Pour la saison de ski qui s'achève, les États-Unis ont comptabilisé environ 61,5 millions de journées-skieurs. C'est un peu mieux que l'année dernière (60,4), mais moins que notre saison record de 2022-2023, où nous avions atteint 64,7 millions.
Pour les lecteurs qui ne le savent pas, une journée-skieur désigne une journée de ski achetée dans un domaine skiable. Il s'agit d'une unité de mesure utilisée pour suivre le nombre de skieurs visitant une station donnée. Par exemple, un forfait saisonnier est souvent considéré comme utilisé en moyenne 20 journées-skieurs.

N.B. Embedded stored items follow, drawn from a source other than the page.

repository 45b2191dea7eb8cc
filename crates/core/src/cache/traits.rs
use std::time::Duration;

use async_trait::async_trait;

use super::Result;

/// Byte store behind the cached repositories.
///
/// Keys come from [`super::list_key`] and the per-entity key builders.
/// Backends remember every list key they store under its scope, so one
/// write can drop all cached pages of its owner with [`Cache::clear_scope`].
#[async_trait]
pub trait Cache: Send + Sync {
    async fn get(&self, key: &str) -> Result<Option<Vec<u8>>>;

    /// Stores a value that expires after `ttl`.
    async fn set(&self, key: &str, value: &[u8], ttl: Duration) -> Result<()>;

    /// Removes the given keys. Returns how many were present.
    async fn delete(&self, keys: &[String]) -> Result<u64>;

    /// Removes every list key stored under `scope`. Returns how many were present.
    async fn clear_scope(&self, scope: &str) -> Result<u64>;
}
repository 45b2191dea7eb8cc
//! Serializing domain values to and from cache bytes.
//!
//! Values are stored as JSON so cache contents stay readable from
//! `redis-cli` while debugging.

use serde::{de::DeserializeOwned, Serialize};
use thiserror::Error;

/// Errors that can occur during cache serialization/deserialization.
#[derive(Debug, Error, Clone, PartialEq, Eq)]
pub enum SerializationError {
    /// Failed to serialize a value to bytes.
    #[error("Failed to serialize: {0}")]
    SerializeFailed(String),
    /// Failed to deserialize bytes to a value.
    #[error("Failed to deserialize: {0}")]
    DeserializeFailed(String),
}

/// Serializes any value to JSON bytes.
pub fn serialize_value<T: Serialize + ?Sized>(value: &T) -> Result<Vec<u8>, SerializationError> {
    serde_json::to_vec(value).map_err(|e| SerializationError::SerializeFailed(e.to_string()))
}

/// Deserializes JSON bytes into a value.
pub fn deserialize_value<T: DeserializeOwned>(bytes: &[u8]) -> Result<T, SerializationError> {
    serde_json::from_slice(bytes).map_err(|e| SerializationError::DeserializeFailed(e.to_string()))
}

#[cfg(test)]
mod tests {
    use super::*;
    use crate::school::{AttendanceRecord, AttendanceStatus};
    use crate::storage::Page;
    use chrono::{NaiveDate, TimeZone, Utc};
    use uuid::Uuid;

    fn sample_record() -> AttendanceRecord {
        let date = NaiveDate::from_ymd_opt(2024, 9, 2)
            .unwrap()
            .and_hms_opt(7, 55, 0)
            .unwrap();
        let mut record = AttendanceRecord::new(Uuid::nil(), date, AttendanceStatus::Late);
        record.created_at = Utc.with_ymd_and_hms(2024, 9, 2, 7, 55, 0).unwrap();
        record.updated_at = record.created_at;
        record
    }

    #[test]
    fn test_cached_page_keeps_total() {
        let page = Page {
            items: vec![sample_record()],
            total: 31,
        };

        let bytes = serialize_value(&page).expect("serialize should succeed");
        let restored: Page<AttendanceRecord> =
            deserialize_value(&bytes).expect("deserialize should succeed");

        assert_eq!(restored, page);
    }

    #[test]
    fn test_deserialize_wrong_shape_fails() {
        let bytes = serialize_value(&sample_record()).unwrap();
        let result: Result<Page<AttendanceRecord>, _> = deserialize_value(&bytes);

        assert!(matches!(
            result,
            Err(SerializationError::DeserializeFailed(_))
        ));
    }

    #[test]
    fn test_deserialize_garbage_fails() {
        let result: Result<AttendanceRecord, _> = deserialize_value(b"not json");
        assert!(result.is_err());
    }
}
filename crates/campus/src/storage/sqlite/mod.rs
//! SQLite storage backend implementation.
//!
//! Implements the repository traits using `rusqlite` for synchronous
//! operations and `tokio-rusqlite` for async wrapping.

mod conversions;
mod error;
mod repository;
mod schema;

pub use repository::SqliteRepository;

On peut également le définir comme le nombre de skieurs utilisant un domaine skiable un jour donné, sur l'ensemble d'une saison de ski, ce qui correspond essentiellement à une unité de mesure du nombre de skieurs dans une station.

Il convient également de noter que si seulement 5 % des skieurs étrangers viennent skier aux États-Unis, la situation est très différente en Europe. La France, 11 % moins chère que l'Autriche et 17 % moins chère que la Suisse, représente 35 % des visiteurs étrangers.
En Autriche, 66 % des visiteurs des stations de ski sont malgré tout étrangers, les Allemands constituant de loin le groupe le plus important, suivis des Pays-Bas, du Royaume-Uni et de la Tchéquie. L'Italie est proche avec 54 % de visites de skieurs étrangers, particulièrement appréciée des touristes polonais, tchèques, américains, britanniques et allemands.
Le marché japonais, se rétablit un peu grâce aux skieurs en provenance d'Australie et d'Amérique, tandis que son marché intérieur est en déclin. Sa population vieillissante n'est pas remplacée un nombre suffisant de jeunes. Alors que les touristes étrangers viennent renforcer le nombre décroissant de skieurs locaux (environ 50 % actuellement), de nombreuses stations japonaises commencent à se lasser des skieurs et snowboardeurs étrangers en raison de leur manque de respect.
En Suisse, où un record de 35 % de la population skie, le nombre de visiteurs étrangers continue de diminuer (ils ne sont plus que 37 %), la force du franc suisse ayant poussé de nombreux pratiquants à partir vers des régions alpines moins chères, comme l'Autriche, l'Italie ou la France.